• **WORK REQUEST**
Retype, word for word, each line between the lines holding "pub fn new<I, V>(table: impl" and "let values: Vec<Value>", inclusive, and leave the rest of the data alone.

Dataset entries:
----------

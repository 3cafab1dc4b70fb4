//! Condition clauses: `WHERE`, `HAVING`, `EXISTS`, `ORDER BY`, `GROUP BY`.
//!
//! All clauses render through [`SqlRender`] and compose into statements via
//! [`Clause`]. A [`Where`] chain nests further `Where` clauses; the nested
//! clause's leading `WHERE` is replaced by the parent's [`Conjunction`]:
//!
//! ```
//! use squall::{SqlRender, Value, Where};
//!
//! let w = Where::new("x", "=", Value::new(1))?
//!     .chain(Where::new("y", ">", Value::new(2))?)?;
//! assert_eq!(w.render(), "WHERE x = 1 AND y > 2");
//! # Ok::<(), squall::SqlError>(())
//! ```

mod exists;
mod order;
mod where_clause;

pub use exists::Exists;
pub use order::{Group, Order, Sort};
pub use where_clause::{Having, InList, Where};

use crate::dialect::Dialect;
use crate::error::{SqlError, SqlResult};
use crate::render::{SqlRender, display_via_render, join_parts};
use crate::statement::{Select, Statement};
use crate::value::Value;
use std::fmt;
use std::str::FromStr;

/// Comparison operators accepted by [`Condition::new`], across every backend.
const OPERATORS: &[&str] = &[
    // comparison
    "=", "==", "!=", "<>", "<", "<=", ">", ">=",
    // pattern matching
    "LIKE", "NOT LIKE", "ILIKE", "NOT ILIKE", "GLOB", "NOT GLOB", "REGEXP", "NOT REGEXP", "MATCH",
    "NOT MATCH", "SIMILAR TO", "NOT SIMILAR TO", "~", "~*", "!~", "!~*",
    // membership and ranges
    "IN", "NOT IN", "BETWEEN", "NOT BETWEEN",
    // identity
    "IS", "IS NOT", "IS DISTINCT FROM", "IS NOT DISTINCT FROM",
    // PostgreSQL containment
    "@>", "<@", "&&",
];

/// Right-hand side of a [`Condition`].
#[derive(Debug, Clone, PartialEq)]
pub enum ConditionValue {
    /// Emitted as-is (column references, `NULL`, expressions).
    Raw(String),
    /// A literal.
    Value(Value),
    /// A nested query, rendered parenthesised.
    Subquery(Box<Select>),
    /// A parenthesised `IN` list.
    List(InList),
}

impl SqlRender for ConditionValue {
    fn render_with(&self, dialect: &dyn Dialect) -> String {
        match self {
            ConditionValue::Raw(sql) => sql.clone(),
            ConditionValue::Value(v) => v.render_with(dialect),
            ConditionValue::Subquery(q) => format!("({})", q.render_with(dialect)),
            ConditionValue::List(list) => list.render_with(dialect),
        }
    }
}

/// Conversion into a [`ConditionValue`].
///
/// Only `Select` is accepted among statements; any other statement fails
/// with [`SqlError::InvalidWhereClause`].
pub trait IntoConditionValue {
    fn into_condition_value(self) -> SqlResult<ConditionValue>;
}

impl IntoConditionValue for ConditionValue {
    fn into_condition_value(self) -> SqlResult<ConditionValue> {
        Ok(self)
    }
}

impl IntoConditionValue for &str {
    fn into_condition_value(self) -> SqlResult<ConditionValue> {
        Ok(ConditionValue::Raw(self.to_string()))
    }
}

impl IntoConditionValue for String {
    fn into_condition_value(self) -> SqlResult<ConditionValue> {
        Ok(ConditionValue::Raw(self))
    }
}

impl IntoConditionValue for Value {
    fn into_condition_value(self) -> SqlResult<ConditionValue> {
        Ok(ConditionValue::Value(self))
    }
}

impl IntoConditionValue for Select {
    fn into_condition_value(self) -> SqlResult<ConditionValue> {
        Ok(ConditionValue::Subquery(Box::new(self)))
    }
}

impl IntoConditionValue for InList {
    fn into_condition_value(self) -> SqlResult<ConditionValue> {
        Ok(ConditionValue::List(self))
    }
}

impl IntoConditionValue for Statement {
    fn into_condition_value(self) -> SqlResult<ConditionValue> {
        match self {
            Statement::Select(select) => select.into_condition_value(),
            other => Err(SqlError::InvalidWhereClause(format!(
                "only SELECT may be used as a condition value, got: {}",
                other.render()
            ))),
        }
    }
}

/// A `<field> <operator> <value>` triple.
///
/// Two conditions are equal when they render to the same text.
#[derive(Debug, Clone)]
pub struct Condition {
    field: String,
    operator: String,
    value: ConditionValue,
}

impl Condition {
    pub fn new(
        field: impl Into<String>,
        operator: &str,
        value: impl IntoConditionValue,
    ) -> SqlResult<Self> {
        let field = field.into();
        if field.trim().is_empty() {
            return Err(SqlError::invalid_condition("condition field is blank"));
        }
        let operator = normalize_operator(operator)?;
        Ok(Self {
            field,
            operator,
            value: value.into_condition_value()?,
        })
    }

    pub fn field(&self) -> &str {
        &self.field
    }

    /// The operator in its canonical upper-case form.
    pub fn operator(&self) -> &str {
        &self.operator
    }

    pub fn value(&self) -> &ConditionValue {
        &self.value
    }
}

fn normalize_operator(operator: &str) -> SqlResult<String> {
    let normalized = operator
        .split_whitespace()
        .collect::<Vec<_>>()
        .join(" ")
        .to_ascii_uppercase();
    if OPERATORS.contains(&normalized.as_str()) {
        Ok(normalized)
    } else {
        Err(SqlError::invalid_condition(format!(
            "unsupported operator '{operator}'"
        )))
    }
}

impl SqlRender for Condition {
    fn render_with(&self, dialect: &dyn Dialect) -> String {
        format!(
            "{} {} {}",
            self.field,
            self.operator,
            self.value.render_with(dialect)
        )
    }
}

impl PartialEq for Condition {
    fn eq(&self, other: &Self) -> bool {
        self.render() == other.render()
    }
}

/// Keyword joining a chained clause to its parent.
#[derive(Debug, Clone, Copy, Default, PartialEq, Eq, Hash)]
pub enum Conjunction {
    #[default]
    And,
    Or,
}

impl Conjunction {
    pub fn as_str(self) -> &'static str {
        match self {
            Conjunction::And => "AND",
            Conjunction::Or => "OR",
        }
    }
}

impl fmt::Display for Conjunction {
    fn fmt(&self, f: &mut fmt::Formatter<'_>) -> fmt::Result {
        f.write_str(self.as_str())
    }
}

impl FromStr for Conjunction {
    type Err = SqlError;

    fn from_str(s: &str) -> Result<Self, Self::Err> {
        match s.trim().to_ascii_uppercase().as_str() {
            "AND" => Ok(Conjunction::And),
            "OR" => Ok(Conjunction::Or),
            _ => Err(SqlError::invalid_condition(format!("unsupported operand '{s}'"))),
        }
    }
}

/// Any clause that can be attached to a statement or chained into another clause.
#[derive(Debug, Clone, PartialEq)]
pub enum Clause {
    Where(Where),
    Having(Having),
    Exists(Exists),
    Order(Order),
    Group(Group),
}

impl Clause {
    pub(crate) fn kind(&self) -> &'static str {
        match self {
            Clause::Where(_) => "WHERE",
            Clause::Having(_) => "HAVING",
            Clause::Exists(_) => "EXISTS",
            Clause::Order(_) => "ORDER BY",
            Clause::Group(_) => "GROUP BY",
        }
    }
}

impl SqlRender for Clause {
    fn render_with(&self, dialect: &dyn Dialect) -> String {
        match self {
            Clause::Where(c) => c.render_with(dialect),
            Clause::Having(c) => c.render_with(dialect),
            Clause::Exists(c) => c.render_with(dialect),
            Clause::Order(c) => c.render_with(dialect),
            Clause::Group(c) => c.render_with(dialect),
        }
    }
}

macro_rules! clause_from {
    ($($variant:ident),+) => {
        $(
            impl From<$variant> for Clause {
                fn from(c: $variant) -> Self {
                    Clause::$variant(c)
                }
            }
        )+
    };
}

clause_from!(Where, Having, Exists, Order, Group);

display_via_render!(ConditionValue, Condition, Clause);

/// The clause slots a filtered statement carries, rendered in SQL order:
/// `WHERE`, `GROUP BY`, `ORDER BY`. An `EXISTS` guard is kept apart and
/// embedded by the owning statement.
#[derive(Debug, Clone, Default, PartialEq)]
pub(crate) struct ClauseSet {
    filter: Option<Where>,
    group: Option<Group>,
    order: Option<Order>,
    exists: Option<Box<Exists>>,
}

impl ClauseSet {
    /// Attach a clause, replacing any earlier clause of the same kind.
    pub(crate) fn push(&mut self, clause: Clause, allow_exists: bool) -> SqlResult<()> {
        match clause {
            Clause::Where(w) => self.filter = Some(w),
            Clause::Group(g) => self.group = Some(g),
            Clause::Order(o) => self.order = Some(o),
            Clause::Exists(e) if allow_exists => self.exists = Some(Box::new(e)),
            Clause::Exists(_) => {
                return Err(SqlError::invalid_condition(
                    "EXISTS cannot be nested in this position",
                ));
            }
            Clause::Having(_) => {
                return Err(SqlError::invalid_condition(
                    "HAVING may only be attached to GROUP BY",
                ));
            }
        }
        Ok(())
    }

    pub(crate) fn is_empty(&self) -> bool {
        self.filter.is_none() && self.group.is_none() && self.order.is_none() && self.exists.is_none()
    }

    pub(crate) fn exists(&self) -> Option<&Exists> {
        self.exists.as_deref()
    }

    /// This set with `other`'s clauses folded in: `WHERE`s are joined with
    /// `AND`, other slots are taken from `other` when set.
    pub(crate) fn merged(&self, other: &ClauseSet) -> ClauseSet {
        let filter = match (&self.filter, &other.filter) {
            (Some(a), Some(b)) => Some(a.clone().and_where(b.clone())),
            (a, b) => a.clone().or_else(|| b.clone()),
        };
        ClauseSet {
            filter,
            group: other.group.clone().or_else(|| self.group.clone()),
            order: other.order.clone().or_else(|| self.order.clone()),
            exists: None,
        }
    }

    /// Render the slots, with `predicate` (if any) joined into the `WHERE`.
    pub(crate) fn render_with_predicate(
        &self,
        dialect: &dyn Dialect,
        predicate: Option<&str>,
    ) -> String {
        let filter = match (&self.filter, predicate) {
            (Some(w), Some(p)) => format!("{} AND {p}", w.render_with(dialect)),
            (Some(w), None) => w.render_with(dialect),
            (None, Some(p)) => format!("WHERE {p}"),
            (None, None) => String::new(),
        };
        let group = self
            .group
            .as_ref()
            .map(|g| g.render_with(dialect))
            .unwrap_or_default();
        let order = self
            .order
            .as_ref()
            .map(|o| o.render_with(dialect))
            .unwrap_or_default();
        join_parts([filter.as_str(), group.as_str(), order.as_str()])
    }

    pub(crate) fn render_with(&self, dialect: &dyn Dialect) -> String {
        self.render_with_predicate(dialect, None)
    }
}

#[cfg(test)]
mod tests;
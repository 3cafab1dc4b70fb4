use super::{Adapter, Datum, Row};
use crate::config::ConnectionConfig;
use crate::dialect::{Dialect, PostgresDialect};
use crate::error::{SqlError, SqlResult};
use chrono::{DateTime, NaiveDate, NaiveDateTime, Utc};
use tokio::runtime::{Builder, Runtime};
use tokio_postgres::types::Type;
use tokio_postgres::{Client, NoTls, SimpleQueryMessage};

const NAME: &str = "postgres";

#[derive(Debug)]
struct Session {
    runtime: Runtime,
    client: Client,
}

/// Adapter for PostgreSQL.
///
/// The async driver runs on a private current-thread runtime; every call
/// blocks until the driver returns. The connection task is driven by those
/// same calls.
#[derive(Debug, Default)]
pub struct PostgresAdapter {
    session: Option<Session>,
    in_transaction: bool,
}

impl PostgresAdapter {
    pub fn new() -> Self {
        Self::default()
    }

    fn session(&self) -> SqlResult<&Session> {
        self.session
            .as_ref()
            .ok_or_else(|| SqlError::NotConnected(NAME.to_string()))
    }

    fn begin(&mut self) -> SqlResult<()> {
        if !self.in_transaction {
            let session = self.session()?;
            session
                .runtime
                .block_on(session.client.batch_execute("BEGIN"))?;
            self.in_transaction = true;
        }
        Ok(())
    }

    fn finish(&mut self, command: &str) -> SqlResult<()> {
        if self.in_transaction {
            let session = self.session()?;
            let result = session.runtime.block_on(session.client.batch_execute(command));
            self.in_transaction = false;
            result?;
        }
        Ok(())
    }
}

/// Column types decoded from the binary protocol.
fn is_binary_decoded(ty: &Type) -> bool {
    [
        Type::BOOL,
        Type::INT2,
        Type::INT4,
        Type::INT8,
        Type::OID,
        Type::FLOAT4,
        Type::FLOAT8,
        Type::TEXT,
        Type::VARCHAR,
        Type::BPCHAR,
        Type::NAME,
        Type::BYTEA,
        Type::DATE,
        Type::TIMESTAMP,
        Type::TIMESTAMPTZ,
    ]
    .contains(ty)
}

fn decode_row(row: &tokio_postgres::Row) -> SqlResult<Row> {
    let mut columns = Vec::with_capacity(row.len());
    for (idx, column) in row.columns().iter().enumerate() {
        let ty = column.type_();
        let datum = if *ty == Type::BOOL {
            row.try_get::<_, Option<bool>>(idx)?.map(Datum::Bool)
        } else if *ty == Type::INT2 {
            row.try_get::<_, Option<i16>>(idx)?
                .map(|v| Datum::Integer(i64::from(v)))
        } else if *ty == Type::INT4 {
            row.try_get::<_, Option<i32>>(idx)?
                .map(|v| Datum::Integer(i64::from(v)))
        } else if *ty == Type::INT8 {
            row.try_get::<_, Option<i64>>(idx)?.map(Datum::Integer)
        } else if *ty == Type::OID {
            row.try_get::<_, Option<u32>>(idx)?
                .map(|v| Datum::Integer(i64::from(v)))
        } else if *ty == Type::FLOAT4 {
            row.try_get::<_, Option<f32>>(idx)?
                .map(|v| Datum::Real(f64::from(v)))
        } else if *ty == Type::FLOAT8 {
            row.try_get::<_, Option<f64>>(idx)?.map(Datum::Real)
        } else if [Type::TEXT, Type::VARCHAR, Type::BPCHAR, Type::NAME].contains(ty) {
            row.try_get::<_, Option<String>>(idx)?.map(Datum::Text)
        } else if *ty == Type::BYTEA {
            row.try_get::<_, Option<Vec<u8>>>(idx)?.map(Datum::Blob)
        } else if *ty == Type::DATE {
            row.try_get::<_, Option<NaiveDate>>(idx)?
                .map(|v| Datum::Text(v.format("%Y-%m-%d").to_string()))
        } else if *ty == Type::TIMESTAMP {
            row.try_get::<_, Option<NaiveDateTime>>(idx)?
                .map(|v| Datum::Text(v.format("%Y-%m-%d %H:%M:%S%.f").to_string()))
        } else if *ty == Type::TIMESTAMPTZ {
            row.try_get::<_, Option<DateTime<Utc>>>(idx)?
                .map(|v| Datum::Text(v.to_rfc3339()))
        } else {
            return Err(SqlError::decode(
                column.name(),
                format!("unsupported column type {ty}"),
            ));
        };
        columns.push(datum.unwrap_or(Datum::Null));
    }
    Ok(Row(columns))
}

/// Map one text-protocol value using the column's declared type.
///
/// Numbers and booleans keep their kind; everything else (`numeric`, `uuid`,
/// `json`, arrays, ...) stays as the server's text form.
fn datum_from_text(ty: &Type, value: Option<&str>) -> Datum {
    let Some(text) = value else {
        return Datum::Null;
    };
    let parsed = if *ty == Type::BOOL {
        match text {
            "t" => Some(Datum::Bool(true)),
            "f" => Some(Datum::Bool(false)),
            _ => None,
        }
    } else if [Type::INT2, Type::INT4, Type::INT8, Type::OID].contains(ty) {
        text.parse().ok().map(Datum::Integer)
    } else if [Type::FLOAT4, Type::FLOAT8].contains(ty) {
        text.parse().ok().map(Datum::Real)
    } else {
        None
    };
    parsed.unwrap_or_else(|| Datum::Text(text.to_string()))
}

fn decode_text_rows(types: &[Type], messages: Vec<SimpleQueryMessage>) -> Vec<Row> {
    messages
        .into_iter()
        .filter_map(|message| match message {
            SimpleQueryMessage::Row(row) => Some(Row(
                (0..row.len())
                    .map(|idx| {
                        let ty = types.get(idx).unwrap_or(&Type::TEXT);
                        datum_from_text(ty, row.get(idx))
                    })
                    .collect(),
            )),
            _ => None,
        })
        .collect()
}

impl Adapter for PostgresAdapter {
    fn name(&self) -> &'static str {
        NAME
    }

    fn dialect(&self) -> &'static dyn Dialect {
        &PostgresDialect
    }

    fn connect(&mut self, config: &ConnectionConfig) -> SqlResult<()> {
        let pg_config = config.postgres_config()?;
        let runtime = Builder::new_current_thread()
            .enable_all()
            .build()
            .map_err(|e| SqlError::Connection(format!("failed to start runtime: {e}")))?;
        let (client, connection) = runtime.block_on(pg_config.connect(NoTls))?;
        runtime.spawn(async move {
            if let Err(e) = connection.await {
                tracing::error!(target: "squall.sql", backend = NAME, error = %e, "connection closed");
            }
        });
        self.session = Some(Session { runtime, client });
        self.in_transaction = false;
        tracing::info!(
            target: "squall.sql",
            backend = NAME,
            database = config.database_name().unwrap_or_default(),
            "connected"
        );
        Ok(())
    }

    fn disconnect(&mut self) -> SqlResult<()> {
        if self.session.is_some() {
            self.finish("COMMIT")?;
        }
        if self.session.take().is_some() {
            tracing::info!(target: "squall.sql", backend = NAME, "disconnected");
        }
        self.in_transaction = false;
        Ok(())
    }

    fn is_connected(&self) -> bool {
        self.session
            .as_ref()
            .is_some_and(|session| !session.client.is_closed())
    }

    fn execute(&mut self, sql: &str) -> SqlResult<u64> {
        self.begin()?;
        let session = self.session()?;
        tracing::debug!(target: "squall.sql", backend = NAME, sql, "execute");
        Ok(session.runtime.block_on(session.client.execute(sql, &[]))?)
    }

    fn execute_and_fetch(&mut self, sql: &str) -> SqlResult<Vec<Row>> {
        self.begin()?;
        let session = self.session()?;
        tracing::debug!(target: "squall.sql", backend = NAME, sql, "fetch");
        let statement = session.runtime.block_on(session.client.prepare(sql))?;
        let types: Vec<Type> = statement
            .columns()
            .iter()
            .map(|c| c.type_().clone())
            .collect();
        if types.iter().all(is_binary_decoded) {
            let rows = session.runtime.block_on(session.client.query(&statement, &[]))?;
            return rows.iter().map(decode_row).collect();
        }
        // Some column has no binary decoder: read the text protocol instead.
        let messages = session.runtime.block_on(session.client.simple_query(sql))?;
        Ok(decode_text_rows(&types, messages))
    }

    fn commit(&mut self) -> SqlResult<()> {
        self.session()?;
        self.finish("COMMIT")
    }

    fn rollback(&mut self) -> SqlResult<()> {
        self.session()?;
        self.finish("ROLLBACK")?;
        tracing::warn!(target: "squall.sql", backend = NAME, "transaction rolled back");
        Err(SqlError::rollback(format!("{NAME} transaction rolled back")))
    }
}
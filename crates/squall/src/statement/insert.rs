use crate::dialect::Dialect;
use crate::error::{SqlError, SqlResult};
use crate::fields::Fields;
use crate::render::{SqlRender, display_via_render};
use crate::table::Table;
use crate::value::Value;

/// `INSERT INTO <table>[(<fields>)] VALUES (<values>)`
///
/// The field list is omitted when it is empty or `*`.
#[derive(Debug, Clone, PartialEq)]
pub struct Insert {
    table: Table,
    fields: Fields,
    values: Vec<Value>,
}

impl Insert {
    /// Fails with [`SqlError::InvalidValue`] when no values are given, when a
    /// value is a tuple, or when an explicit field list and the values differ
    /// in length.
    pub fn new<I, V>(table: impl Into<Table>, fields: Fields, values: I) -> SqlResult<Self>
    where
        I: IntoIterator<Item = V>,
        V: Into<Value>,
    {
        let values: Vec<Value> = values.into_iter().map(Into::into).collect();
        if values.is_empty() {
            return Err(SqlError::invalid_value("INSERT needs at least one value"));
        }
        if values.iter().any(|v| !v.is_scalar()) {
            return Err(SqlError::invalid_value("INSERT values must be scalars"));
        }
        if fields.is_explicit() && fields.len() != values.len() {
            return Err(SqlError::invalid_value(format!(
                "INSERT has {} fields but {} values",
                fields.len(),
                values.len()
            )));
        }
        Ok(Self {
            table: table.into(),
            fields,
            values,
        })
    }

    pub fn table(&self) -> &Table {
        &self.table
    }

    pub fn values(&self) -> &[Value] {
        &self.values
    }
}

impl SqlRender for Insert {
    fn render_with(&self, dialect: &dyn Dialect) -> String {
        let values = self
            .values
            .iter()
            .map(|v| v.render_with(dialect))
            .collect::<Vec<_>>()
            .join(", ");
        if self.fields.is_explicit() {
            format!(
                "INSERT INTO {}({}) VALUES ({values})",
                self.table.name(),
                self.fields.plain()
            )
        } else {
            format!("INSERT INTO {} VALUES ({values})", self.table.name())
        }
    }
}

display_via_render!(Insert);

----------

• **EXPECTED OUTPUT**
    pub fn new<I, V>(table: impl Into<Table>, fields: Fields, values: I) -> SqlResult<Self>
    where
        I: IntoIterator<Item = V>,
        V: Into<Value>,
    {
        let values: Vec<Value> = values.into_iter().map(Into::into).collect();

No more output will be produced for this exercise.